The word cluster on the left is from training the SOM in an online manner and the one on the right is a result of batch training. Although humans have a talent for deluding themselves when it comes to pattern recognition, there does seem to be a pattern of similar words clustering together on both of the visualizations. Here "similar" is in the sense of phrases continuing to be meaningful if one word in the cluster is replaced by another. The clusters on the right seem to me to be slightly better defined.






Thats all I have for today. Hope you found it useful.
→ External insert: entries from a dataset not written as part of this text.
pub mod answers;
pub mod engine;
pub mod submission;
pub mod weights;

pub use answers::*;
pub use engine::{best_bundle, recommend, Recommendation, Tier};
pub use submission::QuizSubmission;
pub use weights::{score, BundleScores};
I had heard a lot about SOMs (aka Kohonen Maps) in the context of clustering but never really understood (to be honest, never tried to understand either) what it was. Now I do.

6 comments (moderated to prevent spam):

Unknown said...

Hello Mr. Sujit,

I am very new to scala coding and want to use SOM code form clustering line vectors generated using gensim. Can you please help me to run your code?

Regards,
Sachin

Sujit Pal said...

Sure, just let me know where you are stuck and what you already did to handle, that way I don't duplicate your work.

Manikanta Maddula said...

Hello Sujit,

I am doing a text summarization in which I plan to do : Raw text files->lemmatization->stop word removal->tf-idf->SOM Clustering and visualization.

Can you explain me on how to input tf-idf from spark ml library to SOM (How to design input vector for SOM). encog package takes array of list of doubles as input to SOM. How to transform from spark ml pipeline output to SOM input.

Thanks,
Mani

Sujit Pal said...

Given your pipeline, after TF-IDF, each document is represented as a vector of (N,) where N is the number of words in your vocabulary. SOM will reduce each document to a point in two dimensional space. Documents that are related will be close to each other in this space. Not sure if this is what you want, doesn't seem to help with the summarization process. But assuming you do (perhaps this is a interim stage for your work), the Spark ML pipeline will have the TF-IDF values as a RDD[DenseVector] objects, you could map DenseVector to a comma-separated string of floats, something like this: vecs.map(vec => vec.toArray.mkString(",")).saveToText(...).

Manikanta Maddula said...

Can I use TF-IDF vectors to map words instead of documents? because organizing or clustering documents wouldn't help me with summarization process.

Sujit Pal said...

You could transpose the TD matrix so now each row is the TF-IDF of a word in various documents. When brought down to 2 dimensions, you will see similar words (in the sense that they co-occur in the same way) close together. Not sure if this would be useful for summarization though, since (at least for abstractive summaries) you are looking inside the same document for the top N sentences that are closest to the main theme(s) of the document.

What I think might be useful is a way to compare each sentence to the entire document. For that you could extract the weight matrix from the trained SOM - since the TD matrix is of shape (n, m) where n is the number of documents and m is the number of terms, and the output is shape (n, 2), the weight matrix is of shape (m, 2). So if you were to multiply a (1, m) 1-hot vector representing each individual sentence with the weight matrix, you get a vector of shape (1, 2). You could then compute the similarity with the document's (1, 2) vector using a metric like cosine similarity or euclidean distance and order the sentences by closeness with the document. Not sure if results will be better with the SOM as opposed to doing this against the raw TF-IDF matrix but maybe worth a try. Another thing to try might be to compute a larger embedding than the SOM (say 50 or more dimensions) or look up embeddings from pre-trained models (gensim can do both).